# Sometimes you gotta say no



## nerwin (Jun 27, 2016)

Quite a few years ago I got a email from a nightclub in Germany asking if they could use one of my pictures on their invitations, I didn't think much about it. Thought it would be cool to know that a picture of mine were going to be passed around on invitations for a private event at a club in Germany. I let them use it...for free. I was just getting into the depths of photography at that time and didn't know better. 

Anyways time went by and recently as in a month ago I got another email from them again asking if they could use the same photo for advertising, like commercial advertising. I told them I would need compensation because if they were going to be using it for commercial advertising, don't I deserve some sort of compensation for my photo? Am I wrong? But they were hoping to use it for free and I said no, not going to happen.

I don't know much about international copyright laws so even if they ended up using my photo without my permission, I'm not going to make a huge deal out of it but atleast they know they did not get my permission. 

A couple weeks ago the owner of popular restaurant contacted me asking if I could stop by and take some interior and exterior shots of his restaurant and I think some food shots as well, but he was only willing to pay me $50 for the job. Not even worth my time. I said no it's not for me.  He tried telling me its all he could afford. Bull..compete BULL. His restaurant is the most popular restaurant in town and is packed every time.  

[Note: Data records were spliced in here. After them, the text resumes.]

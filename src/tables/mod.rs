//! Grammar table layout
//!
//! Both table engines produce the same output shape: rows of positioned
//! cells carrying rowspan/colspan, column-group tags and corner hints. A
//! renderer turns these into markup without any layout decisions of its own.
//!
//! ## Modules
//!
//! - `declension`: Adjective declension grids with grouped rowspans
//! - `conjugation`: Verb conjugation grids with per-tense column plans
//! - `simplified`: Side-by-side verb grids for one tense, and blank-table padding

pub mod conjugation;
pub mod declension;
pub mod simplified;

use serde::{Deserialize, Serialize};

use crate::models::{Gender, Tense};
use crate::text::{swiss_spelling, swiss_spelling_with_ranges, HighlightRange};
use crate::verbs::FormRole;

pub use conjugation::{
    layout_conjugation_table, plan_columns, ColumnCount, ColumnPlan, ConjugationGrid, TenseColumns,
};
pub use declension::{
    adjective_ending_range, annotate_rows, layout_case_section, layout_case_section_with_base,
    layout_declension_table, row_spans, AnnotationKind, CaseGrid, DeclensionField, DeclensionPage, RowEntry,
    RowSpan,
};
pub use simplified::{
    layout_conjugation_tables, layout_simplified_tables, pad_with_empty_tables, ConjugationDocument,
    SimplifiedGrid, SimplifiedLayout,
};

/// Rounded outer corners of a table, as presentation hints
#[derive(Serialize, Deserialize, Clone, Copy, Debug, Default, PartialEq, Eq)]
#[serde(rename_all = "camelCase")]
pub struct CornerHints {
    pub top_left: bool,
    pub top_right: bool,
    pub bottom_left: bool,
    pub bottom_right: bool,
}

impl CornerHints {
    pub fn is_none(&self) -> bool {
        *self == Self::default()
    }
}

/// What a cell shows
#[derive(Serialize, Deserialize, Clone, Copy, Debug, PartialEq, Eq)]
#[serde(rename_all = "camelCase")]
pub enum CellRole {
    /// Column-group header (gender, tense, annotation)
    Header,
    /// Field header under a column group
    SubHeader,
    /// Full-width section divider (SINGULAR / PLURAL)
    Section,
    /// "1. Person"
    Person,
    Formality,
    Pronoun,
    /// Declension field
    Declension(DeclensionField),
    /// Conjugation field
    Form(FormRole),
    /// Third person singular Perfekt and Präteritum under a verb's name
    KeyForms,
    Prepositions,
    Note,
}

/// A single table cell with all rendering information
#[derive(Serialize, Deserialize, Clone, Debug, PartialEq)]
#[serde(rename_all = "camelCase")]
pub struct TableCell {
    pub role: CellRole,

    /// Display text
    pub text: String,

    /// Additional lines below the text (preposition lists)
    #[serde(default, skip_serializing_if = "Vec::is_empty")]
    pub lines: Vec<String>,

    pub rowspan: usize,
    pub colspan: usize,

    /// Gender column group, for per-gender styling
    #[serde(default, skip_serializing_if = "Option::is_none")]
    pub gender: Option<Gender>,

    /// Tense column group, for per-tense styling
    #[serde(default, skip_serializing_if = "Option::is_none")]
    pub tense: Option<Tense>,

    /// Position of the verb in a side-by-side table, for per-verb colors
    #[serde(default, skip_serializing_if = "Option::is_none")]
    pub verb_slot: Option<usize>,

    #[serde(default, skip_serializing_if = "CornerHints::is_none")]
    pub corners: CornerHints,

    /// Validated emphasis ranges into `text`
    #[serde(default, skip_serializing_if = "Vec::is_empty")]
    pub highlights: Vec<HighlightRange>,
}

impl TableCell {
    pub fn new(role: CellRole, text: impl Into<String>) -> Self {
        Self {
            role,
            text: text.into(),
            lines: Vec::new(),
            rowspan: 1,
            colspan: 1,
            gender: None,
            tense: None,
            verb_slot: None,
            corners: CornerHints::default(),
            highlights: Vec::new(),
        }
    }

    pub fn with_rowspan(mut self, rowspan: usize) -> Self {
        self.rowspan = rowspan;
        self
    }

    pub fn with_colspan(mut self, colspan: usize) -> Self {
        self.colspan = colspan;
        self
    }

    pub fn with_gender(mut self, gender: Gender) -> Self {
        self.gender = Some(gender);
        self
    }

    pub fn with_tense(mut self, tense: Tense) -> Self {
        self.tense = Some(tense);
        self
    }

    pub fn with_verb_slot(mut self, slot: usize) -> Self {
        self.verb_slot = Some(slot);
        self
    }

    pub fn with_lines(mut self, lines: Vec<String>) -> Self {
        self.lines = lines;
        self
    }

    pub fn with_corners(mut self, corners: CornerHints) -> Self {
        self.corners = corners;
        self
    }

    pub fn with_highlights(mut self, highlights: Vec<HighlightRange>) -> Self {
        self.highlights = highlights;
        self
    }

    /// Rewrite text and lines in Swiss spelling, keeping highlights aligned
    pub fn to_swiss_spelling(&mut self) {
        let (text, highlights) = swiss_spelling_with_ranges(&self.text, &self.highlights);
        self.text = text;
        self.highlights = highlights;
        for line in &mut self.lines {
            *line = swiss_spelling(line);
        }
    }
}

/// One rendered table row
#[derive(Serialize, Deserialize, Clone, Debug, PartialEq, Default)]
pub struct GridRow {
    pub cells: Vec<TableCell>,
}

impl GridRow {
    pub fn new(cells: Vec<TableCell>) -> Self {
        Self { cells }
    }

    /// Columns this row starts, counting colspans
    pub fn span_width(&self) -> usize {
        self.cells.iter().map(|c| c.colspan).sum()
    }
}

/// Swiss spelling over every cell of `rows`
pub fn to_swiss_spelling<'a>(rows: impl IntoIterator<Item = &'a mut GridRow>) {
    for row in rows {
        row.cells.iter_mut().for_each(TableCell::to_swiss_spelling);
    }
}

#[cfg(test)]
mod tests {
    use super::*;

    #[test]
    fn test_swiss_spelling_moves_highlights() {
        let mut row = GridRow::new(vec![
            TableCell::new(CellRole::Form(FormRole::Main), "aßen").with_highlights(vec![HighlightRange {
                start: 0,
                end: 2,
            }]),
            TableCell::new(CellRole::Prepositions, "").with_lines(vec!["außer".into(), "mit".into()]),
        ]);
        to_swiss_spelling([&mut row]);

        assert_eq!(row.cells[0].text, "assen");
        assert_eq!(row.cells[0].highlights, vec![HighlightRange { start: 0, end: 3 }]);
        assert_eq!(row.cells[1].lines, vec!["ausser", "mit"]);
    }
}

I'm tired of doing things for free for people. I've built computers, I repaired computers and I setup people's network for free. I'm done, if people want my services...they are going to pay. Simple as that. I don't mind doing certain things for family or friends every now and then but the point is, I need to make money too.


----------



## tirediron (Jun 27, 2016)

S'trewth!


----------



## 480sparky (Jun 27, 2016)

Go in and order a steak dinner with all the trimmings, then say all you can afford to pay is a buck fifty.


----------



## nerwin (Jun 27, 2016)

I forgot to mention that he offered me $100 in gift cards. Whoohoo!


----------



## 480sparky (Jun 27, 2016)




----------



## nerwin (Jun 27, 2016)

Why does that video give me a feeling that I'm watching a soap opera?


----------



## 480sparky (Jun 27, 2016)

'Cuz it's all true?


----------



## robbins.photo (Jun 27, 2016)

Hmm.. perhaps this might be of some assistance dealing with situations like this in the future:


----------



## 480sparky (Jun 27, 2016)




----------



## sniper x (Jun 27, 2016)

I'm not a pro photographer but I have been shooting film and video professionally for almost 35 years.  In our world the clients have been trying to do barter ever since people could get pro looking quality From a video camera they paid 500 dollars for instead of shelling out 50k for a system. 
Now I see people advertising or stating they are a pro photographer with a Nikon or Canon camera with kit lens they bought at Walmart mart.  And I guess some potential clients think they can get true professionals who have thousands into their camera and years of experience should price themselves accordingly.  Same thing happened in the video world.


----------



## Gary A. (Jun 27, 2016)

I do a ton of pro bono stuff for good, non-profit type causes. But for commercial enterprises, I want to be paid. Usually I tell them to pay me what they think is fair. And that I am willing wait and be paid out of the profits ... the idea is, if you're making money and my photography contributed to your success ... I want to share in your success.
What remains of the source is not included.